Al-Mouwasat Welfare Organization (AMWO) Pashto دالمواسات خیریه ټولنه is a Non-governmental organization in Afghanistan. Keeping in view the needs of Afghan people, some respected friends suggested to found an organization to help and fulfill the needs of Afghan nation in health and education sectors on priority basis. Al-Mouwasat was founded in January 2012 by Anwar ul Haq Mujahid. It is a non-profitable, charitable, independent and non-governmental organization registered with Ministry of Economy (Afghanistan), and dedicated to reduce human suffering.
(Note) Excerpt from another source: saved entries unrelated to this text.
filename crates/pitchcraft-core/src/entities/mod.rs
//! Entity structs for the generator's input and output records.

mod pitch;
mod startup;

pub use pitch::{GeneratedPitch, RevenueModel};
pub use startup::{StartupData, is_blank};
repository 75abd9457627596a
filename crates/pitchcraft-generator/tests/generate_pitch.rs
//! End-to-end properties of a generation call.

use std::collections::HashSet;

use pitchcraft_core::entities::StartupData;
use pitchcraft_core::enums::Industry;
use pitchcraft_generator::tables::{ACTION_VERBS, COMPETITORS};
use pitchcraft_generator::{PitchGenerator, detect_industry, revenue_model_catalog};
use rstest::rstest;

fn ecobox() -> StartupData {
    StartupData {
        name: "EcoBox".into(),
        problem: vec!["plastic waste".into()],
        solution: vec!["reusable packaging".into()],
        target: vec!["retailers".into()],
        unique: vec!["biodegradable material".into()],
    }
}

fn blank(name: &str) -> StartupData {
    StartupData {
        name: name.into(),
        problem: vec![String::new()],
        solution: vec![String::new()],
        target: vec![String::new()],
        unique: vec![String::new()],
    }
}

#[rstest]
#[case(ecobox())]
#[case(blank("Xyzzy"))]
#[case(StartupData { name: "Solo".into(), ..StartupData::default() })]
fn every_pitch_has_fixed_section_sizes(#[case] data: StartupData) {
    let pitch = PitchGenerator::seeded(3).generate(&data);
    assert_eq!(pitch.slide_points.len(), 8);
    assert_eq!(pitch.competitors.len(), 4);
    assert_eq!(pitch.revenue_models.len(), 4);
}

#[test]
fn prose_sections_contain_the_name() {
    let pitch = PitchGenerator::seeded(1).generate(&ecobox());
    assert!(pitch.elevator_pitch.matches("EcoBox").count() >= 2);
    assert!(pitch.value_proposition.contains("EcoBox"));
}

#[test]
fn tagline_matches_verb_target_name_pattern() {
    let mut generator = PitchGenerator::seeded(19);
    for data in [ecobox(), blank("Xyzzy")] {
        let expected_target = if data.target[0].is_empty() {
            "businesses"
        } else {
            data.target[0].as_str()
        };
        for _ in 0..25 {
            let tagline = generator.generate(&data).tagline;
            let suffix = format!(" {expected_target} with {}", data.name);
            let verb = tagline
                .strip_suffix(&suffix)
                .unwrap_or_else(|| panic!("unexpected tagline: {tagline}"));
            assert!(ACTION_VERBS.contains(&verb), "unexpected verb: {verb}");
        }
    }
}

#[test]
fn ecobox_classifies_as_tech_via_substring_match() {
    // "retailers" contains the tech keyword "ai".
    let data = ecobox();
    assert_eq!(detect_industry(&data), Industry::Tech);

    let pitch = PitchGenerator::seeded(0).generate(&data);
    let tech = &COMPETITORS[0].1;
    assert_eq!(pitch.competitors, tech[..4]);
}

#[test]
fn sustainability_input_gets_sustainability_competitors() {
    let data = StartupData {
        name: "Loop".into(),
        problem: vec!["carbon emissions".into()],
        ..StartupData::default()
    };
    assert_eq!(detect_industry(&data), Industry::Sustainability);

    let pitch = PitchGenerator::seeded(0).generate(&data);
    assert_eq!(
        pitch.competitors,
        [
            "GreenTech Solutions",
            "EcoInnovate",
            "SustainableSystems",
            "CarbonZero"
        ]
    );
}

#[test]
fn revenue_models_draw_without_duplicates_and_vary() {
    let catalog = revenue_model_catalog();
    let mut generator = PitchGenerator::seeded(77);
    let mut subsets = HashSet::new();

    for _ in 0..40 {
        let pitch = generator.generate(&ecobox());
        let names: Vec<String> = pitch.revenue_models.iter().map(|m| m.name.clone()).collect();
        let distinct: HashSet<&String> = names.iter().collect();
        assert_eq!(distinct.len(), 4);
        assert!(pitch.revenue_models.iter().all(|m| catalog.contains(m)));
        subsets.insert(names);
    }

    assert!(subsets.len() > 1);
}

#[test]
fn deterministic_sections_ignore_the_seed() {
    let data = ecobox();
    let a = PitchGenerator::seeded(1).generate(&data);
    let b = PitchGenerator::seeded(2).generate(&data);
    assert_eq!(a.elevator_pitch, b.elevator_pitch);
    assert_eq!(a.value_proposition, b.value_proposition);
    assert_eq!(a.slide_points, b.slide_points);
    assert_eq!(a.competitors, b.competitors);
}
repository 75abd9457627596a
pub mod input;
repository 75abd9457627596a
use clap::Parser;

pub mod global;
pub mod root_commands;

pub use global::{GlobalFlags, OutputFormat};
pub use root_commands::Commands;

/// Top-level CLI parser for the `pcraft` binary.
#[derive(Debug, Parser)]
#[command(name = "pcraft", version, about = "Pitchcraft - startup pitch generator")]
pub struct Cli {
    #[command(subcommand)]
    pub command: Commands,

    /// Output format: text, json, raw (defaults to config)
    #[arg(short, long, global = true)]
    pub format: Option<OutputFormat>,

    /// Quiet mode (suppress non-essential output)
    #[arg(short, long, global = true)]
    pub quiet: bool,

    /// Verbose mode (debug logging)
    #[arg(short, long, global = true)]
    pub verbose: bool,
}

impl Cli {
    /// Resolve global flags, falling back to `default_format` when `--format` is absent.
    #[must_use]
    pub fn global_flags(&self, default_format: OutputFormat) -> GlobalFlags {
        GlobalFlags {
            format: self.format.unwrap_or(default_format),
            quiet: self.quiet,
        }
    }
}
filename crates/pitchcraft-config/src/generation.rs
//! Pitch generation settings.

use serde::{Deserialize, Serialize};

use crate::ConfigError;

/// Upper bound for the simulated processing delay.
pub const MAX_SIMULATED_LATENCY_MS: u64 = 60_000;

#[derive(Debug, Clone, Default, Deserialize, Serialize)]
pub struct GenerationConfig {
    /// Fixed RNG seed. When set, repeated runs produce identical pitches.
    #[serde(default)]
    pub seed: Option<u64>,

    /// Delay before generating, shown with a spinner.
    #[serde(default)]
    pub simulated_latency_ms: u64,
}

impl GenerationConfig {
    /// Reject out-of-range values.
    ///
    /// # Errors
    ///
    /// Returns [`ConfigError::InvalidValue`] when `simulated_latency_ms`
    /// exceeds [`MAX_SIMULATED_LATENCY_MS`].
    pub fn validate(&self) -> Result<(), ConfigError> {
        if self.simulated_latency_ms > MAX_SIMULATED_LATENCY_MS {
            return Err(ConfigError::InvalidValue {
                field: "generation.simulated_latency_ms".to_string(),
                reason: format!(
                    "{} exceeds the maximum of {MAX_SIMULATED_LATENCY_MS}",
                    self.simulated_latency_ms
                ),
            });
        }
        Ok(())
    }
}

#[cfg(test)]
mod tests {
    use super::*;

    #[test]
    fn defaults_are_correct() {
        let config = GenerationConfig::default();
        assert_eq!(config.seed, None);
        assert_eq!(config.simulated_latency_ms, 0);
        assert!(config.validate().is_ok());
    }

    #[test]
    fn latency_above_limit_is_rejected() {
        let config = GenerationConfig {
            seed: None,
            simulated_latency_ms: MAX_SIMULATED_LATENCY_MS + 1,
        };
        assert!(matches!(
            config.validate(),
            Err(ConfigError::InvalidValue { ref field, .. }) if field == "generation.simulated_latency_ms"
        ));
    }
}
It has nothing to do with any regional, ethnic or political organization of Afghanistan.

==Programs Or Services==

Al-Mouwasat is sorting out among the problems which are serious and then offers solution to it by proper allocation of fund. At the moment, AMWO is working in following fields:

- Health
- Education
- Social Awareness
- Poverty Alleviation
- Emergency Services
- Relief Works

==Mission==

AMWO want to serve Afghan nation, As Afghanistan lacks behind basic needs of everyday life. AMWO want to provide the basic facilities to the ordinary man of this War-Torn country.

==Philosophy==

AMWO is Afghan analysis for Afghan problems through Afghan solutions by the help of community stake holders. AMWO want to be the part of solutions to our national problems through welfare setup.

==Major Project==

AMWO has launched the first ever free ambulance service in Afghanistan in November 2012, initially the service was only available in Nangarhar province, but now its available for more than five provinces. And step wise it will widen to entire Afghanistan. This is the first of its kind, in any kind of emergency you can avail state of the art services for free. This service will help many Afghans as there is no such well managed emergency ambulance service in Afghanistan.

== Upcoming Project==

After success of free ambulance service, AMWO decided to work on a Thalassemia center in order to facilitate the Thalassemia patients within the country with modern equipment and best personnel. According to reports, Afghanistan is among the Thalassemia affected countries, due to lack of basic health infrastructure patient are going to side by countries for treatment of Thalassemia.

==Sources==

AMWO has appointed their representatives in different countries e.g. United States of America, United Kingdom, Norway, France, Kingdom of Saudi Arabia and United Arab Emirates. These representatives are also their regional heads who use different approaches for fund-raising and spreading awareness about AMWO operations.